Andoain is a town in the province of Gipuzkoa, in the autonomous community of Basque Country, in the North of Spain. Nowadays it has a population of 14,637 inhabitants (2019), which has been quite stable since the 90s.

Andoain is located where the Oria River meets Leitzaran river, next to the mountains Belkoain and Buruntza.
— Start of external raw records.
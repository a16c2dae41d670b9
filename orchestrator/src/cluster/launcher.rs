use std::{
    env,
    io::Write,
    net::SocketAddr,
    path::PathBuf,
    process::Stdio,
    time::Duration,
};

use log::{debug, info, warn};
use tempfile::NamedTempFile;
use tokio::{
    process::{Child, Command},
    task::JoinHandle,
    time,
};
use worker::WorkerSpec;

use crate::{
    OrchestratorError, WorkerFailure,
    configs::{LauncherConfig, ResourcesConfig, TrainingConfig},
};

/// Starts workers that connect back to the head.
pub struct Launcher {
    kind: Kind,
    spec: WorkerSpec,
    resources: ResourcesConfig,
}

enum Kind {
    InProcess,
    Process {
        program: PathBuf,
        /// A copy of the run's config for child workers, removed when dropped.
        config: NamedTempFile,
    },
}

/// Writes `config` to a uniquely named file child workers can load.
fn share_config(config: &TrainingConfig) -> Result<NamedTempFile, OrchestratorError> {
    let cannot_write = |e: std::io::Error| {
        OrchestratorError::ClusterStart(format!("cannot write worker config: {e}"))
    };

    let json = serde_json::to_vec(config)
        .map_err(|e| OrchestratorError::ClusterStart(e.to_string()))?;

    let mut file = tempfile::Builder::new()
        .prefix("orchestra-")
        .suffix(".json")
        .tempfile()
        .map_err(cannot_write)?;
    file.write_all(&json).map_err(cannot_write)?;
    file.flush().map_err(cannot_write)?;

    Ok(file)
}

impl Launcher {
    /// Creates a new `Launcher` for the configured launcher kind.
    ///
    /// # Arguments
    /// * `config` - The run's config, child workers load the very same one.
    ///
    /// # Returns
    /// A `ClusterStart` error if the worker program can't be found or the config can't be shared.
    pub fn new(config: &TrainingConfig) -> Result<Self, OrchestratorError> {
        let kind = match &config.cluster.launcher {
            LauncherConfig::InProcess => Kind::InProcess,
            LauncherConfig::Process { program } => {
                let program = match program {
                    Some(program) => program.clone(),
                    None => env::current_exe().map_err(|e| {
                        OrchestratorError::ClusterStart(format!("cannot locate worker program: {e}"))
                    })?,
                };

                Kind::Process {
                    program,
                    config: share_config(config)?,
                }
            }
        };

        let resources = &config.cluster.resources;
        info!(
            cpus:? = resources.cpus,
            memory_mb:? = resources.memory_mb;
            "per worker resources"
        );

        Ok(Self {
            kind,
            spec: config.worker_spec(),
            resources: resources.clone(),
        })
    }

    /// Launches worker `worker_id`, pointing it at `head_addr`.
    pub fn launch(&self, worker_id: usize, head_addr: SocketAddr) -> Result<LaunchGuard, WorkerFailure> {
        match &self.kind {
            Kind::InProcess => {
                let spec = self.spec.clone();
                let handle = tokio::spawn(async move {
                    if let Err(e) = worker::join(head_addr, worker_id, &spec).await {
                        warn!(worker_id = worker_id; "worker stopped: {e}");
                    }
                });

                debug!(worker_id = worker_id; "launched worker task");
                Ok(LaunchGuard::Task(handle))
            }
            Kind::Process { program, config } => {
                let mut command = Command::new(program);
                command
                    .env("APP_MODE", "train_distributed")
                    .env("CLUSTER_ROLE", "worker")
                    .env("HEAD_ADDR", head_addr.to_string())
                    .env("WORKER_ID", worker_id.to_string())
                    .env("CONFIG_PATH", config.path())
                    .stdin(Stdio::null());

                if let Some(cpus) = self.resources.cpus {
                    command.env("WORKER_CPUS", cpus.to_string());
                }
                if let Some(memory_mb) = self.resources.memory_mb {
                    command.env("WORKER_MEMORY_MB", memory_mb.to_string());
                }

                let child = command
                    .spawn()
                    .map_err(|e| WorkerFailure::Launch(format!("{}: {e}", program.display())))?;

                debug!(worker_id = worker_id, pid:? = child.id(); "launched worker process");
                Ok(LaunchGuard::Child(child))
            }
        }
    }
}

/// Owns a launched worker, killing it when dropped.
pub enum LaunchGuard {
    Task(JoinHandle<()>),
    Child(Child),
}

impl LaunchGuard {
    /// Waits up to `grace` for the worker to exit on its own, then kills it.
    pub async fn finish(&mut self, grace: Duration) {
        match self {
            Self::Task(handle) => {
                if time::timeout(grace, &mut *handle).await.is_err() {
                    handle.abort();
                }
            }
            Self::Child(child) => {
                if time::timeout(grace, child.wait()).await.is_err() {
                    let _ = child.kill().await;
                }
            }
        }
    }
}

impl Drop for LaunchGuard {
    fn drop(&mut self) {
        match self {
            Self::Task(handle) => handle.abort(),
            Self::Child(child) => {
                let _ = child.start_kill();
            }
        }
    }
}

#[cfg(test)]
mod tests {
    use std::path::Path;

    use super::*;

    fn process_config() -> TrainingConfig {
        let json = serde_json::json!({
            "cluster": { "worker_count": 1, "launcher": { "kind": "process", "program": "true" } },
            "training": { "rounds": 1 },
            "model": { "layers": [{ "input": 1, "output": 1 }] },
            "dataset": { "kind": "inline", "data": [1.0, 2.0], "x_size": 1, "y_size": 1 },
            "output": { "artifact_path": "weights.safetensors" }
        });
        TrainingConfig::from_json(&json.to_string()).unwrap()
    }

    fn shared_path(launcher: &Launcher) -> &Path {
        match &launcher.kind {
            Kind::Process { config, .. } => config.path(),
            Kind::InProcess => panic!("expected a process launcher"),
        }
    }

    #[test]
    fn test_launchers_of_one_config_keep_separate_files() {
        let config = process_config();
        let first = Launcher::new(&config).unwrap();
        let second = Launcher::new(&config).unwrap();

        let first_path = shared_path(&first).to_path_buf();
        let second_path = shared_path(&second).to_path_buf();
        assert_ne!(first_path, second_path);

        drop(first);
        assert!(!first_path.exists());

        let shared = TrainingConfig::load(&second_path).unwrap();
        assert_eq!(shared, config);
    }
}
Andoain is recognized by its green areas surrounding the rivers, which are dense forests, very suitable for hiking and biking (Leizaran Valley).

Geography
Andoain is situated in the Oria valley, closer to Belkoain mountain. The town is surrounded by several mountains: Buruntza (439 m), Belkoain (488 m), Aizkorri (598 m), Usobelartza (647 m) and Adarra (817 m) and the oria river goes throw the city center.

Climate
Andoain experiences an oceanic climate (Köppen climate classification Cfb) with abundant rains during the whole year, and moderate temperature, without extreme hot nor cold. Average annual rain reaches 1700 mm and mean temperature is 14 C.

Demography

Governance

Current town mayor is Maider Lainez Lazcoz from Spanish Socialist Workers' Party.

See also
:Category:People from Andoain

References

External links
 Official website  and Basque.
 ANDOAIN in the Bernardo Estornés Lasa – Auñamendi Encyclopedia (Euskomedia Fundazioa) 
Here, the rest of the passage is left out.